In 1965 Tyler recorded Bells and Spirits Rejoice with Alyer's group. He recorded his first album as leader the following year for ESP-Disk. He returned to Indianapolis to study with David Baker at Indiana University between 1967 and 1968, recording a second album for ESP, Eastern Man Alone. In 1968, he transferred to the University of California, Berkeley to study and teach. In Los Angeles, he worked with Arthur Blythe, Bobby Bradford, and David Murray.

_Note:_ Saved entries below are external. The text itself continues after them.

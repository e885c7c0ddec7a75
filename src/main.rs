//! Novel-Ripple main entry point
//!
//! This is the command-line interface for the Novel-Ripple chapter ingester.

use anyhow::Context;
use clap::Parser;
use novel_ripple::config::{load_config_with_hash, Config, CoverMode};
use novel_ripple::crawler::{backfill_prev_chapter_ids, run_ingest};
use novel_ripple::output::{load_statistics, print_statistics};
use novel_ripple::storage::open_storage;
use std::path::{Path, PathBuf};
use std::time::Duration;
use tracing_subscriber::EnvFilter;

/// Novel-Ripple: an incremental novel chapter ingester
///
/// Novel-Ripple walks a site's latest-releases listing and follows each
/// novel's chapter chain backwards until it meets chapters it already has,
/// numbering the new ones so every novel reads 1..N.
#[derive(Parser, Debug)]
#[command(name = "novel-ripple")]
#[command(version = "1.0.0")]
#[command(about = "An incremental novel chapter ingester", long_about = None)]
struct Cli {
    /// Path to TOML configuration file
    #[arg(value_name = "CONFIG")]
    config: PathBuf,

    /// Increase logging verbosity (-v, -vv, -vvv)
    #[arg(short, long, action = clap::ArgAction::Count)]
    verbose: u8,

    /// Suppress non-error output
    #[arg(short, long, conflicts_with = "verbose")]
    quiet: bool,

    /// Validate config and show what would be walked without fetching anything
    #[arg(long, conflicts_with_all = ["stats", "backfill_prev_ids"])]
    dry_run: bool,

    /// Show statistics from the database and exit
    #[arg(long, conflicts_with_all = ["dry_run", "backfill_prev_ids"])]
    stats: bool,

    /// Recompute stored previous-chapter ids from their hrefs and exit
    #[arg(long, conflicts_with_all = ["dry_run", "stats"])]
    backfill_prev_ids: bool,
}

#[tokio::main]
async fn main() -> anyhow::Result<()> {
    let cli = Cli::parse();

    setup_logging(cli.verbose, cli.quiet);

    tracing::info!("Loading configuration from: {}", cli.config.display());
    let (config, config_hash) = load_config_with_hash(&cli.config)
        .with_context(|| format!("loading configuration from {}", cli.config.display()))?;
    tracing::info!("Configuration loaded successfully (hash: {})", config_hash);

    if cli.dry_run {
        handle_dry_run(&config)?;
    } else if cli.stats {
        handle_stats(&config)?;
    } else if cli.backfill_prev_ids {
        handle_backfill(&config).await?;
    } else {
        handle_ingest(&config, &config_hash).await;
    }

    Ok(())
}

/// Sets up the logging/tracing subscriber based on verbosity level
fn setup_logging(verbose: u8, quiet: bool) {
    let filter = if quiet {
        EnvFilter::new("error")
    } else {
        match verbose {
            0 => EnvFilter::new("novel_ripple=info,warn"),
            1 => EnvFilter::new("novel_ripple=debug,info"),
            2 => EnvFilter::new("novel_ripple=trace,debug"),
            _ => EnvFilter::new("trace"),
        }
    };

    tracing_subscriber::fmt()
        .with_env_filter(filter)
        .with_target(false)
        .with_thread_ids(false)
        .with_file(false)
        .init();
}

/// Handles the --dry-run mode: shows the pages a run would walk
fn handle_dry_run(config: &Config) -> anyhow::Result<()> {
    println!("=== Novel-Ripple Dry Run ===\n");

    let source = &config.source;
    println!("Source:");
    println!("  Base URL: {}", source.base_url);
    println!("  Request timeout: {}ms", source.request_timeout_ms);
    println!(
        "  Listing pages ({}), walked in this order:",
        source.page_count
    );
    let last = source.last_page()?;
    for page in (source.first_page..=last).rev() {
        println!("    * {}", source.listing_path_for(page));
    }

    println!("\nCrawler:");
    println!("  Persist delay: {}ms", config.crawler.persist_delay_ms);

    println!("\nUser Agent:");
    println!("  Name: {}", config.user_agent.crawler_name);
    println!("  Version: {}", config.user_agent.crawler_version);
    println!("  Contact URL: {}", config.user_agent.contact_url);
    println!("  Contact Email: {}", config.user_agent.contact_email);

    println!("\nStorage:");
    println!("  Database: {}", config.storage.database_path);
    match (config.covers.mode, &config.covers.directory) {
        (CoverMode::Directory, Some(dir)) => println!("  Covers: directory {}", dir),
        _ => println!("  Covers: inline"),
    }

    println!("\n✓ Configuration is valid");
    Ok(())
}

/// Handles the --stats mode: shows statistics from the database
fn handle_stats(config: &Config) -> anyhow::Result<()> {
    let path = Path::new(&config.storage.database_path);
    println!("Database: {}\n", path.display());

    let storage =
        open_storage(path).with_context(|| format!("opening database {}", path.display()))?;
    let stats = load_statistics(&storage).context("loading statistics")?;
    storage.close().context("closing database")?;

    print_statistics(&stats);

    Ok(())
}

/// Handles the --backfill-prev-ids mode
async fn handle_backfill(config: &Config) -> anyhow::Result<()> {
    let path = Path::new(&config.storage.database_path);
    let mut storage =
        open_storage(path).with_context(|| format!("opening database {}", path.display()))?;

    let delay = Duration::from_millis(config.crawler.persist_delay_ms);
    let outcome = backfill_prev_chapter_ids(&mut storage, delay).await;
    storage.close().context("closing database")?;

    let report = outcome.context("backfilling previous-chapter ids")?;
    println!(
        "✓ Updated {} of {} chapters",
        report.updated, report.scanned
    );

    Ok(())
}

/// Handles the main ingestion run
///
/// A failed run is logged, not returned: the next run resumes from whatever
/// was stored.
async fn handle_ingest(config: &Config, config_hash: &str) {
    tracing::info!(
        "Walking {} listing pages of {}",
        config.source.page_count,
        config.source.base_url
    );

    match run_ingest(config, config_hash).await {
        Ok(stats) => tracing::info!(
            "Ingestion completed: {} new novels, {} new chapters",
            stats.novels_created,
            stats.chapters_added
        ),
        Err(e) => tracing::error!("Ingestion failed: {}", e),
    }
}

He moved back to New York in 1974, leading his own groups with Blythe, trumpeter Earl Cross, drummer Steve Reid and others, recording the album Voyage from Jericho on Tyler's own Akba label. In 1975, Tyler enrolled at Columbia University and made an extensive tour of Scandinavia, releasing his second Akba album Live in Europe. In 1976, he performed the piece "Saga of the Outlaws" at Sam Rivers's Studio Rivbea, released two years later on Nessa Records. During that period he played as a sideman or co-leader with Steve Reid, Cecil Taylor and Billy Bang.
In 1982, during a European tour with Sun Ra's Orchestra, he relocated to Denmark, and in 1985 he moved to France, recording with other expatriates like Khan Jamal in Copenhagen and Steve Lacy in Paris.